I'm starting to realize working sucks! How can I be a SAHM?! LOL I'm half-kidding, it's not realistic for us. IDK what's wrong with DH and I lately. We wonder if we are being unappreciative that we have good jobs that other people want, but at the same time it's hard to see others making the big bucks while we're overworked.
The new principal seems like a good leader so far, but I'm concerned about how things will go in January. We have been having meetings to implement all the changes she wants, but she hasnt taken the time to really get to know the school and the employees. She mentioned to the leadership team yesterday that she may have to lay off 5 teachers after the holidays. That's going to be really tough on everyone. I'm also scared she will let go of people at the end of the school year if we dont get an A, again. Next week, we have a meeting every day afterschool.
I can't wait for the vacation; although, I have a feeling she might want some of us to come into work!
Re: Work update
Boo! for overworking. I know it is tough. All my previous jobs (Accounting field) I would work 50+ hrs/wk on a slow week, and I didn't want that while I was a mom. Dh and I agreed that I wanted to be there for the boys for their first everything. We have made a sacrifice and now I'm working PT... but in your field, that is sorta hard.
All you can do now with new boss is try to "follow orders." If she wants changes (w/in reason), go along with it and hope for the best. New management ALWAYS equals change, and is very scary for everyone. At the end, everything happens for a reason. GL!

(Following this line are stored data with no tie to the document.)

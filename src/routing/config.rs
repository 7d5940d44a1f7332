//! Route sequencer configuration.

use super::geo::EARTH_RADIUS_KM;

/// Configuration for the nearest-neighbor route sequencer.
///
/// # Examples
///
/// ```
/// use fleetwise::routing::RouteConfig;
///
/// let config = RouteConfig::default()
///     .with_min_stops(4)
///     .with_parallel(false);
/// assert_eq!(config.min_stops, 4);
/// assert!(config.validate().is_ok());
/// ```
#[derive(Debug, Clone)]
pub struct RouteConfig {
    /// Sphere radius used for every distance, in kilometres.
    pub earth_radius_km: f64,

    /// Inputs shorter than this are returned in their original order.
    pub min_stops: usize,

    /// Scan the remaining pool with rayon. Only has an effect with the
    /// `parallel` feature; picks are identical either way.
    pub parallel: bool,
}

impl Default for RouteConfig {
    fn default() -> Self {
        Self {
            earth_radius_km: EARTH_RADIUS_KM,
            min_stops: 3,
            parallel: false,
        }
    }
}

impl RouteConfig {
    /// Sets the sphere radius in kilometres.
    pub fn with_earth_radius_km(mut self, radius: f64) -> Self {
        self.earth_radius_km = radius;
        self
    }

    /// Sets the minimum input length that gets reordered.
    pub fn with_min_stops(mut self, n: usize) -> Self {
        self.min_stops = n;
        self
    }

    /// Enables or disables the parallel nearest-stop scan.
    pub fn with_parallel(mut self, parallel: bool) -> Self {
        self.parallel = parallel;
        self
    }

    /// Validates the configuration.
    ///
    /// Returns `Err` with a description if any parameter is invalid.
    pub fn validate(&self) -> Result<(), String> {
        if !self.earth_radius_km.is_finite() || self.earth_radius_km <= 0.0 {
            return Err("earth_radius_km must be positive and finite".into());
        }
        if self.min_stops == 0 {
            return Err("min_stops must be at least 1".into());
        }
        Ok(())
    }
}

#[cfg(test)]
mod tests {
    use super::*;

    #[test]
    fn test_default_config() {
        let config = RouteConfig::default();
        assert!((config.earth_radius_km - 6371.0).abs() < 1e-10);
        assert_eq!(config.min_stops, 3);
        assert!(!config.parallel);
        assert!(config.validate().is_ok());
    }

    #[test]
    fn test_builder() {
        let config = RouteConfig::default()
            .with_earth_radius_km(6378.137)
            .with_min_stops(2)
            .with_parallel(true);
        assert!((config.earth_radius_km - 6378.137).abs() < 1e-10);
        assert_eq!(config.min_stops, 2);
        assert!(config.parallel);
    }

    #[test]
    fn test_validate_bad_radius() {
        assert!(RouteConfig::default()
            .with_earth_radius_km(0.0)
            .validate()
            .is_err());
        assert!(RouteConfig::default()
            .with_earth_radius_km(f64::NAN)
            .validate()
            .is_err());
        assert!(RouteConfig::default()
            .with_earth_radius_km(-1.0)
            .validate()
            .is_err());
    }

    #[test]
    fn test_validate_zero_min_stops() {
        assert!(RouteConfig::default().with_min_stops(0).validate().is_err());
    }
}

"If we couldn't laugh we would all go insane" -- Jimmy Buffett
It is not easy to be a working mom! I sometimes wish the same...to be a SAHM! But like you, it's not an option for us. I know my situation is a bit different since I do have some control over my schedule, but you are not alone in this!
It is hard work to have to start over with a new boss but I am sure you will have no issues in the long run. Wish you all the best in this journey and keep us posted on how it's going!
BFP #3: 01/28/12, EDD: 09/23/12, MMC (BO), D&C 2/16/12 at 6.5 wks
BFP #4: 05/23/12, EDD: 01/31/12, Early MC at 5 wks
RPL Workup: + LPD (7DPO Prog = 7.8, Endometrial Bx = out of phase)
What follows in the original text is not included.